◆ The problem ◆
The number of lines in the entries below holding the word "LinksComponent" is all that is needed here.

[Stored items]

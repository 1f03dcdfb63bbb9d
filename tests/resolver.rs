use dbpanel::console::resolver::{download_file_name, PLACEHOLDER_URL};
use dbpanel::console::{BackupLinks, BackupListing, DeploymentContext, Shard};
use dbpanel::remote::RemoteError;

fn found() -> BackupListing {
    BackupListing::Found(vec!["shared.zip".to_string()])
}

#[test]
fn test_empty_listing_clears_every_link() {
    for (app, date) in [("acme", "2024-01-01"), ("", ""), ("other", "2023-12-31")] {
        let links = BackupLinks::resolve(&BackupListing::Empty, app, date, &DeploymentContext::Local);
        assert!(links.is_cleared());
        assert_eq!(links.iter().count(), 7);
        for link in links.iter() {
            assert_eq!(link.label, "");
            assert_eq!(link.url, PLACEHOLDER_URL);
        }
    }
}

#[test]
fn test_failed_listing_clears_like_empty() {
    let failed = BackupListing::ListingFailed(RemoteError::Transport("connection refused".to_string()));
    let context = DeploymentContext::from_origin("http://localhost:8080/");

    let from_failure = BackupLinks::resolve(&failed, "acme", "2024-01-01", &context);
    let from_empty = BackupLinks::resolve(&BackupListing::Empty, "acme", "2024-01-01", &context);

    assert_eq!(from_failure, from_empty);
    assert_ne!(failed, BackupListing::Empty);
}

#[test]
fn test_local_origin_links() {
    let context = DeploymentContext::from_origin("http://localhost:8080/");
    let links = BackupLinks::resolve(&found(), "acme", "2024-01-01", &context);

    let expected = ["shared", "cashbook", "materials", "project", "inventory", "purchase", "sales"];
    let actual: Vec<_> = links.iter().collect();
    assert_eq!(actual.len(), 7);
    for (link, shard) in actual.iter().zip(expected) {
        assert_eq!(link.shard.name(), shard);
        assert_eq!(link.label, format!("{}.zip", shard));
        assert_eq!(link.url, format!("/backup/download/acme?date=2024-01-01&db={}", shard));
    }
}

#[test]
fn test_deployed_origin_links() {
    let context = DeploymentContext::from_origin("https://ops.example.com/");
    assert_eq!(context, DeploymentContext::Deployed);

    let links = BackupLinks::resolve(&found(), "acme", "2024-01-01", &context);
    for link in links.iter() {
        assert_eq!(
            link.url,
            format!("/dcapture-h2/backup/download/acme?date=2024-01-01&db={}", link.shard)
        );
    }
}

#[test]
fn test_configured_base_path_wins_over_origin() {
    let context = DeploymentContext::resolve(Some("/panel"), "http://localhost:8080/");
    assert_eq!(context.base_path(), "/panel");

    let links = BackupLinks::resolve(&found(), "acme", "2024-01-01", &context);
    assert_eq!(links.get(Shard::Sales).url, "/panel/backup/download/acme?date=2024-01-01&db=sales");

    let unset = DeploymentContext::resolve(None, "http://localhost:8080/");
    assert_eq!(unset, DeploymentContext::Local);
}

#[test]
fn test_resolver_is_idempotent() {
    let context = DeploymentContext::from_origin("https://ops.example.com/");
    let first = BackupLinks::resolve(&found(), "acme", "2024-01-01", &context);
    let second = BackupLinks::resolve(&found(), "acme", "2024-01-01", &context);
    assert_eq!(first, second);
    assert_eq!(first.to_string(), second.to_string());
}

#[test]
fn test_cardinality_is_the_only_signal() {
    let context = DeploymentContext::Local;
    let one = BackupLinks::resolve(&found(), "acme", "2024-01-01", &context);
    let many = BackupLinks::resolve(
        &BackupListing::Found(vec!["a".to_string(), "b".to_string(), "c".to_string()]),
        "acme",
        "2024-01-01",
        &context,
    );
    assert_eq!(one, many);
}

#[test]
fn test_listing_body_parsing() {
    assert_eq!(
        BackupListing::from_body("shared.zip, sales.zip, "),
        BackupListing::Found(vec!["shared.zip".to_string(), "sales.zip".to_string()])
    );
    assert_eq!(
        BackupListing::from_body(r#"["shared.zip","cashbook.zip"]"#).len(),
        2
    );
    assert_eq!(BackupListing::from_body(""), BackupListing::Empty);
    assert_eq!(BackupListing::from_body(" , ,"), BackupListing::Empty);
    assert_eq!(BackupListing::from_body("[]"), BackupListing::Empty);
}

#[test]
fn test_absolute_urls() {
    let links = BackupLinks::resolve(&found(), "acme", "2024-01-01", &DeploymentContext::Deployed);
    assert_eq!(
        links.get(Shard::Shared).absolute_url("https://ops.example.com/app/").as_deref(),
        Some("https://ops.example.com/dcapture-h2/backup/download/acme?date=2024-01-01&db=shared")
    );

    let cleared = BackupLinks::cleared();
    assert_eq!(cleared.get(Shard::Shared).absolute_url("https://ops.example.com/"), None);
}

#[test]
fn test_populated_matches_nonempty_listing() {
    let context = DeploymentContext::Deployed;
    let populated = BackupLinks::populated("acme", "2024-01-01", &context);
    assert_eq!(populated, BackupLinks::resolve(&found(), "acme", "2024-01-01", &context));
    assert!(populated.iter().all(|link| !link.is_cleared()));
}

#[test]
fn test_download_file_name() {
    assert_eq!(download_file_name("acme", Shard::Inventory, "2024-01-01"), "acme-inventory-2024-01-01.zip");
}
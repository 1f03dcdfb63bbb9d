use crossterm::event::{poll, Event, KeyEvent, KeyEventKind, MouseEventKind};
use tokio::time::{Duration, Instant};

/// Idle wait between polls; background completions are applied on each tick.
const TICK: Duration = Duration::from_millis(50);
const FRAME: Duration = Duration::from_millis(16);

/// Polls the terminal without blocking the runtime.
pub struct EventHandler {
    last_render_time: Instant,
    mouse_enabled: bool,
}

impl EventHandler {
    pub fn new(mouse_enabled: bool) -> Self {
        Self {
            last_render_time: Instant::now(),
            mouse_enabled,
        }
    }

    pub async fn next_event(&mut self) -> anyhow::Result<EventType> {
        if poll(Duration::from_millis(0))? {
            let event = match crossterm::event::read()? {
                Event::Key(key) if key.kind == KeyEventKind::Press => EventType::Key(key),
                Event::Mouse(mouse) if self.mouse_enabled => match mouse.kind {
                    MouseEventKind::ScrollUp => EventType::Scroll(ScrollDirection::Up),
                    MouseEventKind::ScrollDown => EventType::Scroll(ScrollDirection::Down),
                    _ => EventType::Other,
                },
                Event::Resize(w, h) => EventType::Resize(w, h),
                _ => EventType::Other,
            };
            return Ok(event);
        }

        tokio::time::sleep(TICK).await;
        Ok(EventType::Tick)
    }

    pub fn mark_rendered(&mut self) {
        self.last_render_time = Instant::now();
    }

    /// At most one frame per [`FRAME`]
    pub fn should_render(&self) -> bool {
        self.last_render_time.elapsed() >= FRAME
    }
}

#[derive(Debug, Clone, Copy, PartialEq, Eq)]
pub enum ScrollDirection {
    Up,
    Down,
}

#[derive(Debug, Clone)]
pub enum EventType {
    Key(KeyEvent),
    Scroll(ScrollDirection),
    Resize(u16, u16),
    Tick,
    Other,
}
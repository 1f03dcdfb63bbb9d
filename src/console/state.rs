//! Panel state shared by every action handler.

use crate::console::action::ListingTarget;
use crate::console::message::{MessageBox, Payload, Rendered};
use crate::console::resolver::{BackupLinks, BackupListing};

/// Everything the panel displays: one message surface and seven link slots.
///
/// Constructed once at startup and handed to each handler. Only completion
/// handling mutates it.
#[derive(Debug, Clone, Default)]
pub struct PanelState {
    pub message: MessageBox,
    pub links: BackupLinks,
    /// Outcome of the most recently applied listing, if any.
    pub listing: Option<BackupListing>,
    /// Application and date the current links were resolved for.
    pub listing_target: Option<ListingTarget>,
}

impl PanelState {
    pub fn new() -> Self {
        Self::default()
    }

    pub fn show(&mut self, payload: impl Into<Payload>) {
        self.message.show(payload);
    }

    pub fn current_message(&self) -> Option<&Rendered> {
        self.message.current()
    }

    /// Archive names the service reported for the last listing.
    pub fn reported_archives(&self) -> &[String] {
        self.listing.as_ref().map(BackupListing::items).unwrap_or_default()
    }

    pub fn listing_failed(&self) -> bool {
        matches!(self.listing, Some(BackupListing::ListingFailed(_)))
    }
}
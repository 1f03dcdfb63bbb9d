//! Reusable UI components

pub mod dialog_component;
pub mod dialogs;
pub mod form_component;
pub mod links_component;
pub mod message_component;
pub mod status_bar;

pub use dialog_component::DialogComponent;
pub use form_component::FormComponent;
pub use links_component::LinksComponent;
pub use message_component::MessageComponent;
pub use status_bar::StatusBar;
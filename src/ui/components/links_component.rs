//! Backup link list: the seven shard archives of the last listing.

use crate::console::{BackupLink, BackupLinks, Shard};
use crate::ui::core::{Action, Component};
use crossterm::event::{KeyCode, KeyEvent};
use ratatui::{
    layout::Rect,
    style::{Color, Modifier, Style},
    text::{Line, Span},
    widgets::{Block, BorderType, Borders, List, ListItem, ListState},
    Frame,
};

/// Rows needed to show every shard plus borders
pub const LINKS_HEIGHT: u16 = Shard::ALL.len() as u16 + 2;

#[derive(Debug, Clone, Default)]
pub struct LinksComponent {
    links: BackupLinks,
    reported: Vec<String>,
    service_root: String,
    pub selected: usize,
    pub focused: bool,
}

impl LinksComponent {
    pub fn new(service_root: impl Into<String>) -> Self {
        Self {
            service_root: service_root.into(),
            ..Default::default()
        }
    }

    pub fn update_data(&mut self, links: BackupLinks, reported: Vec<String>) {
        self.links = links;
        self.reported = reported;
    }

    pub fn selected_shard(&self) -> Shard {
        Shard::ALL[self.selected.min(Shard::ALL.len() - 1)]
    }

    fn link_line(&self, link: &BackupLink) -> Line<'static> {
        if link.is_cleared() {
            return Line::from(Span::styled(
                format!("{:<10} -", link.shard.name()),
                Style::default().fg(Color::DarkGray),
            ));
        }
        let url = link.absolute_url(&self.service_root).unwrap_or_else(|| link.url.clone());
        let reported = self.reported.iter().any(|name| name == &link.label);
        let label_style = if reported {
            Style::default().fg(Color::Green)
        } else {
            Style::default().fg(Color::White)
        };
        Line::from(vec![
            Span::styled(format!("{:<14}", link.label), label_style),
            Span::styled(url, Style::default().fg(Color::Cyan)),
        ])
    }
}

impl Component for LinksComponent {
    fn handle_key_events(&mut self, key: KeyEvent) -> Action {
        match key.code {
            KeyCode::Up | KeyCode::Char('k') => {
                self.selected = self.selected.saturating_sub(1);
                Action::None
            }
            KeyCode::Down | KeyCode::Char('j') => {
                self.selected = (self.selected + 1).min(Shard::ALL.len() - 1);
                Action::None
            }
            KeyCode::Enter => Action::Download(self.selected_shard()),
            _ => Action::None,
        }
    }

    fn render(&mut self, f: &mut Frame, rect: Rect) {
        let items: Vec<ListItem> = self.links.iter().map(|link| ListItem::new(self.link_line(link))).collect();

        let border_color = if self.focused { Color::Cyan } else { Color::Blue };
        let list = List::new(items)
            .block(
                Block::default()
                    .borders(Borders::ALL)
                    .border_type(BorderType::Rounded)
                    .title(" Backups ")
                    .border_style(Style::default().fg(border_color)),
            )
            .highlight_style(Style::default().add_modifier(Modifier::REVERSED))
            .highlight_symbol("> ");

        let mut state = ListState::default();
        if self.focused {
            state.select(Some(self.selected));
        }
        f.render_stateful_widget(list, rect, &mut state);
    }
}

◆ Expected output ◆
4